- Opening Delimiter -

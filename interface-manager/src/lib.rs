// SPDX-License-Identifier: Apache-2.0
// Copyright Open Network Fabric Authors

//! Converge the linux networking stack of a router node with its declared underlay and VNIs.
//!
//! Every operation observes the kernel first and only mutates what differs, so running a
//! convergence twice in a row performs no change the second time. Nothing is remembered between
//! passes.

#![deny(
    unsafe_code,
    clippy::all,
    clippy::pedantic,
    clippy::unwrap_used,
    clippy::expect_used,
    clippy::panic
)]
#![allow(clippy::module_name_repetitions)]

use std::marker::PhantomData;
use std::ops::{Add, AddAssign};
use std::sync::Arc;

pub mod address;
pub mod bridge;
pub mod builder;
pub mod errors;
pub mod link;
pub mod netns;
pub mod params;
pub mod route;
pub mod sysctl;
pub mod underlay;
pub mod veth;
pub mod vni;
pub mod vrf;
pub mod vxlan;

pub use builder::DataplaneBuilder;
pub use errors::DataplaneError;
pub use netns::{Netns, NetnsError, NetnsExecutor};
pub use params::{UnderlayParams, VniParams};

use rtnetlink::Handle;
use tracectl::{LevelFilter, trace_target};

trace_target!("dataplane", LevelFilter::INFO, &["dataplane"]);

/// `Manager` is the entry point to the logic handling one kind of kernel object.
///
/// It is a newtype wrapper around a netlink handle, with a `PhantomData<R>` selecting the kind
/// of object (links, addresses, vrfs, ...) whose operations are available. The handle is bound to
/// the namespace it was opened in.
#[derive(Clone, Debug)]
pub struct Manager<R: ?Sized> {
    handle: Arc<Handle>,
    _marker: PhantomData<R>,
}

impl<R> Manager<R> {
    /// Create a new `Manager` from an [`Arc<Handle>`].
    #[must_use]
    pub fn new(handle: Arc<Handle>) -> Self {
        Manager {
            handle,
            _marker: PhantomData,
        }
    }
}

/// Convenience method for reducing syntactic noise when creating ephemeral `Manager` structs.
pub fn manager_of<T>(other: impl Into<Manager<T>>) -> Manager<T> {
    other.into()
}

impl<T, U> From<&Manager<T>> for Manager<U> {
    fn from(manager: &Manager<T>) -> Self {
        Self::new(manager.handle.clone())
    }
}

impl<T> From<Handle> for Manager<T> {
    fn from(handle: Handle) -> Self {
        Self::new(Arc::new(handle))
    }
}

/// Number of kernel mutations performed by an operation.
#[derive(Clone, Copy, Debug, Default, PartialEq, Eq, PartialOrd, Ord)]
pub struct Changes(pub usize);

impl Changes {
    pub const NONE: Changes = Changes(0);
    pub const ONE: Changes = Changes(1);

    #[must_use]
    pub fn is_none(self) -> bool {
        self.0 == 0
    }
}

impl Add for Changes {
    type Output = Changes;
    fn add(self, rhs: Self) -> Self::Output {
        Changes(self.0 + rhs.0)
    }
}

impl AddAssign for Changes {
    fn add_assign(&mut self, rhs: Self) {
        self.0 += rhs.0;
    }
}
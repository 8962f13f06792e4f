//! Splat primitives and the per-scene primitive store.
//!
//! A Gaussian is parameterized by:
//! - Position (mean μ)
//! - Linear scale along its local axes
//! - Rotation (unit quaternion)
//! - Opacity in [0, 1]
//! - Degree-3 spherical harmonics coefficients (view-dependent color)
//!
//! Scene files store log-scale and logit-opacity; those are activated once
//! at load by [`Gaussian::from_raw`] so that the renderer only ever sees
//! final values. The 3D covariance is precomputed at construction.

use nalgebra::{Matrix3, UnitQuaternion, Vector3};
use serde::{Deserialize, Serialize};

use crate::core::math::{covariance_from_upper, covariance_upper, sigmoid};

/// Scale modifier applied when the covariance is built.
pub const SCALE_MODIFIER: f32 = 1.0;

/// A 3D Gaussian primitive with activated parameters.
///
/// Σ = R · S · Sᵀ · Rᵀ with S = diag(scale). The upper triangle of Σ is kept
/// in `covariance` as `[xx, xy, xz, yy, yz, zz]`.
#[derive(Clone, Debug, Serialize, Deserialize)]
pub struct Gaussian {
    pub position: Vector3<f32>,

    /// Linear scale (already exp'd).
    pub scale: Vector3<f32>,

    pub rotation: UnitQuaternion<f32>,

    /// Opacity in [0, 1] (already sigmoid'd).
    pub opacity: f32,

    /// `sh_coeffs[j][c]`: coefficient `j` of channel `c`. Index 0 is DC.
    pub sh_coeffs: [[f32; 3]; 16],

    covariance: [f32; 6],
}

impl Gaussian {
    /// Create a Gaussian from activated parameters.
    pub fn new(
        position: Vector3<f32>,
        scale: Vector3<f32>,
        rotation: UnitQuaternion<f32>,
        opacity: f32,
        sh_coeffs: [[f32; 3]; 16],
    ) -> Self {
        let covariance = covariance_upper(&scale, &rotation, SCALE_MODIFIER);
        Self {
            position,
            scale,
            rotation,
            opacity,
            sh_coeffs,
            covariance,
        }
    }

    /// Create a Gaussian from raw scene-file values.
    ///
    /// `log_scale` is exponentiated, `opacity_logit` goes through a sigmoid,
    /// and the quaternion `(w, x, y, z)` is normalized.
    pub fn from_raw(
        position: Vector3<f32>,
        log_scale: Vector3<f32>,
        rotation_wxyz: [f32; 4],
        opacity_logit: f32,
        sh_coeffs: [[f32; 3]; 16],
    ) -> Self {
        let [w, x, y, z] = rotation_wxyz;
        let rotation = UnitQuaternion::from_quaternion(nalgebra::Quaternion::new(w, x, y, z));
        Self::new(
            position,
            log_scale.map(f32::exp),
            rotation,
            sigmoid(opacity_logit),
            sh_coeffs,
        )
    }

    /// Upper triangle of the 3D covariance `[xx, xy, xz, yy, yz, zz]`.
    pub fn covariance(&self) -> &[f32; 6] {
        &self.covariance
    }

    /// Full symmetric 3D covariance matrix.
    pub fn covariance_matrix(&self) -> Matrix3<f32> {
        covariance_from_upper(&self.covariance)
    }
}

/// The immutable set of primitives for one scene.
///
/// Built once at scene load and only read afterwards; the GPU copy is
/// uploaded from [`PrimitiveStore::as_slice`].
#[derive(Clone, Debug, Default, Serialize, Deserialize)]
pub struct PrimitiveStore {
    gaussians: Vec<Gaussian>,
}

impl PrimitiveStore {
    pub fn new() -> Self {
        Self::default()
    }

    pub fn from_gaussians(gaussians: Vec<Gaussian>) -> Self {
        Self { gaussians }
    }

    pub fn len(&self) -> usize {
        self.gaussians.len()
    }

    pub fn is_empty(&self) -> bool {
        self.gaussians.is_empty()
    }

    pub fn as_slice(&self) -> &[Gaussian] {
        &self.gaussians
    }

    pub fn get(&self, index: usize) -> Option<&Gaussian> {
        self.gaussians.get(index)
    }

    /// Axis-aligned bounds of the primitive centers, `None` when empty.
    pub fn bounds(&self) -> Option<(Vector3<f32>, Vector3<f32>)> {
        let first = self.gaussians.first()?.position;
        Some(self.gaussians.iter().fold((first, first), |(lo, hi), g| {
            (lo.inf(&g.position), hi.sup(&g.position))
        }))
    }
}

impl FromIterator<Gaussian> for PrimitiveStore {
    fn from_iter<I: IntoIterator<Item = Gaussian>>(iter: I) -> Self {
        Self::from_gaussians(iter.into_iter().collect())
    }
}

#[cfg(test)]
mod tests {
    use super::*;
    use approx::assert_relative_eq;

    #[test]
    fn test_from_raw_activates_parameters() {
        let g = Gaussian::from_raw(
            Vector3::zeros(),
            Vector3::new(0.0, 1.0f32.ln(), 2.0f32.ln()),
            [2.0, 0.0, 0.0, 0.0],
            0.0,
            [[0.0; 3]; 16],
        );
        assert_relative_eq!(g.scale, Vector3::new(1.0, 1.0, 2.0), epsilon = 1e-6);
        assert_relative_eq!(g.opacity, 0.5, epsilon = 1e-6);
        assert_relative_eq!(g.rotation.w, 1.0, epsilon = 1e-6);
    }

    #[test]
    fn test_covariance_precomputed_at_construction() {
        let g = Gaussian::new(
            Vector3::zeros(),
            Vector3::new(2.0, 3.0, 4.0),
            UnitQuaternion::identity(),
            1.0,
            [[0.0; 3]; 16],
        );
        assert_eq!(g.covariance(), &[4.0, 0.0, 0.0, 9.0, 0.0, 16.0]);
        assert_relative_eq!(g.covariance_matrix()[(2, 2)], 16.0, epsilon = 1e-6);
    }

    #[test]
    fn test_store_bounds() {
        let mk = |x: f32, y: f32, z: f32| {
            Gaussian::new(
                Vector3::new(x, y, z),
                Vector3::repeat(1.0),
                UnitQuaternion::identity(),
                1.0,
                [[0.0; 3]; 16],
            )
        };
        let store: PrimitiveStore = vec![mk(1.0, -2.0, 3.0), mk(-1.0, 4.0, 0.5)]
            .into_iter()
            .collect();
        let (lo, hi) = store.bounds().unwrap();
        assert_eq!(lo, Vector3::new(-1.0, -2.0, 0.5));
        assert_eq!(hi, Vector3::new(1.0, 4.0, 3.0));
        assert!(PrimitiveStore::new().bounds().is_none());
    }
}
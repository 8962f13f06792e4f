//! Core data structures and mathematical operations.
//!
//! This module contains the fundamental types used throughout the system:
//! - `Gaussian` / `PrimitiveStore`: the immutable scene primitives
//! - `Camera` / `FrameUniforms`: viewpoint and its per-frame uniform block
//! - `TileGrid`, composite keys, and scan/sort pass plans
//! - `ScreenAttributes` / `TileRange`: per-frame intermediate records
//!
//! All types here are pure data: no I/O, no GPU handles.

mod camera;
mod gaussian;
pub mod math;
mod screen;
mod sh;
pub mod tiles;

pub use camera::{Camera, FrameUniforms};
pub use gaussian::{Gaussian, PrimitiveStore, SCALE_MODIFIER};
pub use math::{covariance_upper, perspective_jacobian, quaternion_to_matrix, sigmoid};
pub use screen::{ScreenAttributes, TileRange};
pub use sh::{evaluate_sh, sh_basis, SH_C0, SH_COEFFS};
pub use tiles::{composite_key, key_depth, key_tile, ScanPlan, SortPlan, TileGrid, TILE_SIZE};
impl<I: RenderTarget> FrameStages<I> for GpuStages {
    fn wait_previous(&mut self) -> Result<(), FrameError> {
        if let Some(index) = self.last_submission.take() {
            self.ctx
                .device
                .poll(Maintain::WaitForSubmissionIndex(index));
        }
        Ok(())
    }

    fn load_scene(&mut self, store: &PrimitiveStore) -> Result<(), FrameError> {
        if store.len() > u32::MAX as usize {
            return Err(FrameError::CapacityExceeded {
                required: store.len() as u64,
                limit: u32::MAX as u64,
            });
        }
        self.scene = None;
        self.scene = Some(SceneBuffers::new(&self.ctx.device, store));
        self.offsets_in = 0;
        self.last_count = 0;
        Ok(())
    }

    fn resize_instances(&mut self, capacity: u64) -> Result<(), FrameError> {
        // Release the old allocation before creating the larger one.
        self.instances = None;
        self.instances = Some(InstanceBuffers::new(&self.ctx.device, capacity));
        self.sorted_in = 0;
        info!(capacity, "allocated instance buffers");
        Ok(())
    }

    fn resize_tiles(&mut self, grid: TileGrid) -> Result<(), FrameError> {
        self.tiles = None;
        self.tiles = Some(TileBuffers::new(&self.ctx.device, grid, &self.blit.layout));
        debug!(tiles = grid.num_tiles(), "allocated tile buffers");
        Ok(())
    }

    fn project_and_scan(&mut self, uniforms: &FrameUniforms) -> Result<u32, FrameError> {
        let start = self.timing.then(Instant::now);
        let device = &self.ctx.device;
        let queue = &self.ctx.queue;
        let scene = self.scene()?;
        let grid = self.tiles()?.grid;
        let n = scene.num_primitives;

        queue.write_buffer(&self.uniforms, 0, bytemuck::bytes_of(uniforms));

        let mut encoder = device.create_command_encoder(&CommandEncoderDescriptor {
            label: Some("Project + Scan Encoder"),
        });

        if n > 0 {
            let params = ProjectParams {
                num_primitives: n,
                tiles_x: grid.tiles_x,
                tiles_y: grid.tiles_y,
                _pad: 0,
            };
            let params_buffer =
                create_buffer_init(device, "Project Params", &[params], BufferUsages::UNIFORM);
            let bind_group = device.create_bind_group(&BindGroupDescriptor {
                label: Some("Project Bind Group"),
                layout: &self.pipelines.project_layout,
                entries: &buffer_entries(&[
                    &self.uniforms,
                    &params_buffer,
                    &scene.primitives,
                    &scene.attributes,
                    &scene.overlaps,
                ]),
            });

            let mut pass = encoder.begin_compute_pass(&ComputePassDescriptor {
                label: Some("Project Pass"),
                timestamp_writes: None,
            });
            pass.set_pipeline(&self.pipelines.project);
            pass.set_bind_group(0, &bind_group, &[]);
            let (x, y) = dispatch_size(n, WORKGROUP_SIZE);
            pass.dispatch_workgroups(x, y, 1);
            drop(pass);

            encoder.copy_buffer_to_buffer(&scene.overlaps, 0, &scene.scan[0], 0, n as u64 * 4);
        }

        let offsets_in =
            encode_exclusive_scan(device, &mut encoder, &self.pipelines, &scene.scan, n);
        encoder.copy_buffer_to_buffer(
            &scene.scan[offsets_in],
            n as u64 * 4,
            &self.count_readback,
            0,
            4,
        );
        queue.submit(Some(encoder.finish()));

        let total = buffers::map_read_blocking::<u32>(device, &self.count_readback, 1)
            .map_err(FrameError::Readback)?
            .first()
            .copied()
            .ok_or_else(|| FrameError::Readback("empty instance count".into()))?;

        self.offsets_in = offsets_in;
        self.log_timing("project_scan", start);
        Ok(total)
    }

    fn sort_and_composite(
        &mut self,
        target: &mut I,
        instances: u32,
        settings: &CompositeSettings,
    ) -> Result<(), FrameError> {
        let start = self.timing.then(Instant::now);
        let format = target.format();
        self.blit.prepare(&self.ctx.device, format);

        let device = &self.ctx.device;
        let scene = self.scene()?;
        let tiles = self.tiles()?;
        let inst = self.instance_buffers()?;
        let grid = tiles.grid;

        if instances as u64 > inst.capacity {
            return Err(FrameError::CapacityExceeded {
                required: instances as u64,
                limit: inst.capacity,
            });
        }

        let mut encoder = device.create_command_encoder(&CommandEncoderDescriptor {
            label: Some("Sort + Composite Encoder"),
        });

        if instances > 0 {
            let params = ExpandParams {
                num_primitives: scene.num_primitives,
                capacity: inst.capacity.min(u32::MAX as u64) as u32,
                tiles_x: grid.tiles_x,
                _pad: 0,
            };
            let params_buffer =
                create_buffer_init(device, "Expand Params", &[params], BufferUsages::UNIFORM);
            let bind_group = device.create_bind_group(&BindGroupDescriptor {
                label: Some("Expand Keys Bind Group"),
                layout: &self.pipelines.expand_layout,
                entries: &buffer_entries(&[
                    &params_buffer,
                    &scene.attributes,
                    &scene.scan[self.offsets_in],
                    &inst.keys[0],
                    &inst.values[0],
                ]),
            });

            let mut pass = encoder.begin_compute_pass(&ComputePassDescriptor {
                label: Some("Expand Keys Pass"),
                timestamp_writes: None,
            });
            pass.set_pipeline(&self.pipelines.expand);
            pass.set_bind_group(0, &bind_group, &[]);
            let (x, y) = dispatch_size(scene.num_primitives, WORKGROUP_SIZE);
            pass.dispatch_workgroups(x, y, 1);
        }

        let sorted_in = self.sorter.sort(
            device,
            &mut encoder,
            inst,
            instances,
            &SortPlan::for_grid(&grid),
        );

        encoder.clear_buffer(&tiles.ranges, 0, None);

        if instances > 0 {
            let params = BinParams {
                count: instances,
                num_tiles: grid.num_tiles(),
                _pad: [0; 2],
            };
            let params_buffer =
                create_buffer_init(device, "Bin Params", &[params], BufferUsages::UNIFORM);
            let bind_group = device.create_bind_group(&BindGroupDescriptor {
                label: Some("Tile Boundary Bind Group"),
                layout: &self.pipelines.boundary_layout,
                entries: &buffer_entries(&[&params_buffer, &inst.keys[sorted_in], &tiles.ranges]),
            });

            let mut pass = encoder.begin_compute_pass(&ComputePassDescriptor {
                label: Some("Tile Boundary Pass"),
                timestamp_writes: None,
            });
            pass.set_pipeline(&self.pipelines.boundary);
            pass.set_bind_group(0, &bind_group, &[]);
            let (x, y) = dispatch_size(instances, WORKGROUP_SIZE);
            pass.dispatch_workgroups(x, y, 1);
        }

        {
            let [r, g, b] = settings.background;
            let params = CompositeParams {
                width: grid.width,
                height: grid.height,
                tiles_x: grid.tiles_x,
                half_resolution: settings.half_resolution as u32,
                background: [r, g, b, 1.0],
            };
            let params_buffer =
                create_buffer_init(device, "Composite Params", &[params], BufferUsages::UNIFORM);
            let mut entries = buffer_entries(&[
                &params_buffer,
                &scene.attributes,
                &inst.values[sorted_in],
                &tiles.ranges,
            ]);
            entries.push(BindGroupEntry {
                binding: 4,
                resource: BindingResource::TextureView(&tiles.output_view),
            });
            let bind_group = device.create_bind_group(&BindGroupDescriptor {
                label: Some("Composite Bind Group"),
                layout: &self.pipelines.composite_layout,
                entries: &entries,
            });

            let (w, h) = if settings.half_resolution {
                (grid.width.div_ceil(2), grid.height.div_ceil(2))
            } else {
                (grid.width, grid.height)
            };
            let mut pass = encoder.begin_compute_pass(&ComputePassDescriptor {
                label: Some("Composite Pass"),
                timestamp_writes: None,
            });
            pass.set_pipeline(&self.pipelines.composite);
            pass.set_bind_group(0, &bind_group, &[]);
            pass.dispatch_workgroups(w.div_ceil(TILE_SIZE).max(1), h.div_ceil(TILE_SIZE).max(1), 1);
        }

        let blit_pipeline = self
            .blit
            .pipeline(format)
            .ok_or_else(|| FrameError::Device(format!("no blit pipeline for {format:?}")))?;
        {
            let mut pass = encoder.begin_render_pass(&RenderPassDescriptor {
                label: Some("Blit Pass"),
                color_attachments: &[Some(RenderPassColorAttachment {
                    view: target.view(),
                    resolve_target: None,
                    ops: Operations {
                        load: LoadOp::Clear(Color::BLACK),
                        store: StoreOp::Store,
                    },
                })],
                depth_stencil_attachment: None,
                timestamp_writes: None,
                occlusion_query_set: None,
            });
            pass.set_pipeline(blit_pipeline);
            pass.set_bind_group(0, &tiles.blit_bind_group, &[]);
            pass.draw(0..3, 0..1);
        }

        let index = self.ctx.queue.submit(Some(encoder.finish()));
        if self.timing {
            device.poll(Maintain::WaitForSubmissionIndex(index.clone()));
        }
        self.last_submission = Some(index);
        self.sorted_in = sorted_in;
        self.last_count = instances;
        self.log_timing("sort_composite", start);
        Ok(())
    }

    fn wait_idle(&mut self) -> Result<(), FrameError> {
        self.last_submission = None;
        self.ctx.device.poll(Maintain::Wait);
        Ok(())
    }

    fn max_instances(&self) -> u64 {
        self.ctx
            .max_sort_entries()
            .min(MAX_DISPATCH_ITEMS)
            .min(u32::MAX as u64)
    }
}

- Closing Delimiter -

§ **Your goal**: Here the job is to set down exactly the lines of the material above that fall between the one with "is bound to" and the one with "Create a new", inclusive, and nothing beyond them.

§ **Answer to this problem**:
/// of object (links, addresses, vrfs, ...) whose operations are available. The handle is bound to
/// the namespace it was opened in.
#[derive(Clone, Debug)]
pub struct Manager<R: ?Sized> {
    handle: Arc<Handle>,
    _marker: PhantomData<R>,
}

impl<R> Manager<R> {
    /// Create a new `Manager` from an [`Arc<Handle>`].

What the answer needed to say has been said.